1
EXHIBIT (C)(11)
AMENDMENT TO NONQUALIFIED STOCK
OPTION AGREEMENT UNDER THE
INSTRON CORPORATION 1992 STOCK INCENTIVE PLAN
------------------ --------------
NUMBER OF SHARES DATE OF GRANT
WHEREAS, Instron Corporation (the "Company") granted (the
"Optionee") shares on the Date of Grant ;
WHEREAS, the respective general partner and Board of Directors of Kirtland
Capital Partners III, L.P., an Ohio limited partnership, ISN Acquisition
Corporation, a Massachusetts corporation ("MergerCo.") and the Company have
approved the merger of MergerCo. into the Company (the "Merger") in accordance
with the Massachusetts Business Corporation Law;
WHEREAS, the stockholders of the Company approved the Merger on
, 1999, and a Change of Control as defined in Section 15 of the Plan
has occurred;
WHEREAS, each Option is immediately vested and exercisable pursuant to
Section 5 of the Nonqualified Stock Option Agreement (the "Agreement");
WHEREAS, effective upon consummation of the merger of ISN Acquisition
Corporation into the Company and pursuant to Section 6 of the Agreement and
Section 3(b) of the Plan, the Option Shares will be adjusted as provided herein;
WHEREAS, pursuant to Section 13 of the Instron Corporation 1992 Stock
Incentive Plan (the "Plan"), as amended through the date hereof, the Company
hereby amends the Agreement effective upon the consummation of the Merger by
amending the Agreement as follows:
1. A new second paragraph is added to the Agreement following the end
of the first paragraph:
Effective upon consummation of the merger of ISN Acquisition
Corporation into the Company, and pursuant to the Plan, the Option
described in the preceding paragraph is converted into an Option to
purchase on or prior to the "Expiration Date" [ ] [ 2/10
of the number before the Merger] shares of Common Stock of the
Company (the "Option Shares") at a price of [ ] [five (5)]

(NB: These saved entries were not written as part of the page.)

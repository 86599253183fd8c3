//! Type-tagged binary codec for the AMQP 1.0 wire format.
//!
//! This crate implements only the codec: primitives, collections, and described
//! composites (§3-4 of the wire format). It knows nothing about connections, sessions,
//! links, or the SASL handshake - those live above it in a transport crate. The concrete
//! composite schemas for AMQP's own performatives, message sections, and SASL frames live
//! in the sibling `amqp-codec-types` crate, which is built entirely on the primitives
//! exported here.
//!
//! ```
//! use amqp_codec::{de, ser};
//!
//! let mut buf = Vec::new();
//! ser::write_uint(&mut buf, 42);
//! let mut reader = amqp_codec::read::SliceReader::new(&buf);
//! assert_eq!(de::read_uint(&mut reader).unwrap(), Some(42));
//! ```

#![warn(missing_docs)]

pub mod bounded;
pub mod collection;
pub mod composite;
pub mod de;
pub mod descriptor;
pub mod dispatch;
pub mod error;
pub(crate) mod fixed_width;
pub mod format_code;
pub mod pool;
pub mod primitives;
pub mod read;
pub mod ser;
pub mod value;
pub mod write;

pub use error::{Error, Result};
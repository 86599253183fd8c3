#![allow(clippy::all)]

use criterion::{black_box, criterion_group, criterion_main, Criterion};
use rand::{
    distributions::{Alphanumeric, DistString},
    Rng,
};

use amqp_codec::primitives::{Symbol, Timestamp};
use amqp_codec::read::SliceReader;
use amqp_codec::{de, ser};

fn criterion_benchmark(c: &mut Criterion) {
    let value = rand::random::<bool>();
    c.bench_function("write bool", |b| {
        let mut buf = Vec::new();
        b.iter(|| {
            buf.clear();
            ser::write_bool(&mut buf, black_box(value));
        })
    });

    let value = rand::random::<u32>();
    c.bench_function("write uint", |b| {
        let mut buf = Vec::new();
        b.iter(|| {
            buf.clear();
            ser::write_uint(&mut buf, black_box(value));
        })
    });
    c.bench_function("read uint", |b| {
        let mut buf = Vec::new();
        ser::write_uint(&mut buf, value);
        b.iter(|| {
            let mut r = SliceReader::new(black_box(&buf));
            de::read_uint(&mut r).unwrap()
        })
    });

    let value = rand::random::<u64>();
    c.bench_function("write ulong", |b| {
        let mut buf = Vec::new();
        b.iter(|| {
            buf.clear();
            ser::write_ulong(&mut buf, black_box(value));
        })
    });

    let value = rand::random::<i64>();
    c.bench_function("write long", |b| {
        let mut buf = Vec::new();
        b.iter(|| {
            buf.clear();
            ser::write_long(&mut buf, black_box(value));
        })
    });

    let timestamp = Timestamp::from_milliseconds(rand::random::<i64>());
    c.bench_function("write timestamp", |b| {
        let mut buf = Vec::new();
        b.iter(|| {
            buf.clear();
            ser::write_timestamp(&mut buf, black_box(timestamp));
        })
    });

    let short = Alphanumeric.sample_string(&mut rand::thread_rng(), 16);
    c.bench_function("write short string", |b| {
        let mut buf = Vec::new();
        b.iter(|| {
            buf.clear();
            ser::write_string(&mut buf, black_box(&short)).unwrap();
        })
    });
    c.bench_function("read short string", |b| {
        let mut buf = Vec::new();
        ser::write_string(&mut buf, &short).unwrap();
        b.iter(|| {
            let mut r = SliceReader::new(black_box(&buf));
            de::read_string(&mut r).unwrap()
        })
    });

    let long = Alphanumeric.sample_string(&mut rand::thread_rng(), 4096);
    c.bench_function("write long string", |b| {
        let mut buf = Vec::new();
        b.iter(|| {
            buf.clear();
            ser::write_string(&mut buf, black_box(&long)).unwrap();
        })
    });

    let symbol = Symbol::new("amqp:accepted:list");
    c.bench_function("write symbol", |b| {
        let mut buf = Vec::new();
        b.iter(|| {
            buf.clear();
            ser::write_symbol(&mut buf, black_box(&symbol)).unwrap();
        })
    });

    let binary: Vec<u8> = (0..256).map(|_| rand::thread_rng().gen()).collect();
    c.bench_function("write binary", |b| {
        let mut buf = Vec::new();
        b.iter(|| {
            buf.clear();
            ser::write_binary(&mut buf, black_box(&binary)).unwrap();
        })
    });
}

criterion_group!(benches, criterion_benchmark);
criterion_main!(benches);
use chrono::{DateTime, TimeZone, Utc};

/// An absolute point in time.
///
/// Wire encoding: a 64-bit two's-complement signed integer giving milliseconds since the
/// Unix epoch (encoding name `ms64`, code `0x83`).
#[derive(Debug, Clone, Copy, PartialEq, Eq, PartialOrd, Ord, Hash)]
pub struct Timestamp(i64);

impl Timestamp {
    /// Creates a `Timestamp` from a millisecond offset from the Unix epoch.
    pub fn from_milliseconds(milliseconds: i64) -> Self {
        Self(milliseconds)
    }

    /// Returns the millisecond offset from the Unix epoch.
    pub fn milliseconds(&self) -> i64 {
        self.0
    }

    /// Splits the millisecond count into `(seconds, nanoseconds)` since the epoch,
    /// preserving sign for instants before 1970.
    pub fn as_secs_and_nanos(&self) -> (i64, u32) {
        let millis = self.0;
        let secs = millis.div_euclid(1000);
        let nanos = (millis.rem_euclid(1000) as u32) * 1_000_000;
        (secs, nanos)
    }

    /// Converts to a [`chrono::DateTime<Utc>`].
    pub fn to_datetime(&self) -> DateTime<Utc> {
        let (secs, nanos) = self.as_secs_and_nanos();
        Utc.timestamp_opt(secs, nanos)
            .single()
            .expect("millisecond-since-epoch values always map to a single UTC instant")
    }
}

impl From<i64> for Timestamp {
    fn from(val: i64) -> Self {
        Self(val)
    }
}

impl From<Timestamp> for i64 {
    fn from(val: Timestamp) -> Self {
        val.0
    }
}

impl From<DateTime<Utc>> for Timestamp {
    fn from(val: DateTime<Utc>) -> Self {
        Self(val.timestamp_millis())
    }
}

#[cfg(test)]
mod tests {
    use super::*;

    #[test]
    fn epoch_round_trips() {
        let ts = Timestamp::from_milliseconds(0);
        assert_eq!(ts.as_secs_and_nanos(), (0, 0));
        assert_eq!(ts.to_datetime().timestamp_millis(), 0);
    }

    #[test]
    fn negative_offset_preserves_sign() {
        let ts = Timestamp::from_milliseconds(-1500);
        let (secs, nanos) = ts.as_secs_and_nanos();
        assert_eq!(secs, -2);
        assert_eq!(nanos, 500_000_000);
        assert_eq!(ts.to_datetime().timestamp_millis(), -1500);
    }

    #[test]
    fn positive_offset_round_trips_through_datetime() {
        let ts = Timestamp::from_milliseconds(1_700_000_123_456);
        assert_eq!(ts.to_datetime().timestamp_millis(), 1_700_000_123_456);
    }
}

times each Option's original exercise price of $ ] and subject
to the terms and conditions set forth hereinafter and in the Plan. To
the extent the preceding paragraph is inconsistent with this paragraph,
this paragraph shall govern.
2. Section 1 is amended to read:
Each Option is immediately vested and exercisable upon the
consummation of the Merger.
3. Section 4(d) of the Agreement is hereby deleted.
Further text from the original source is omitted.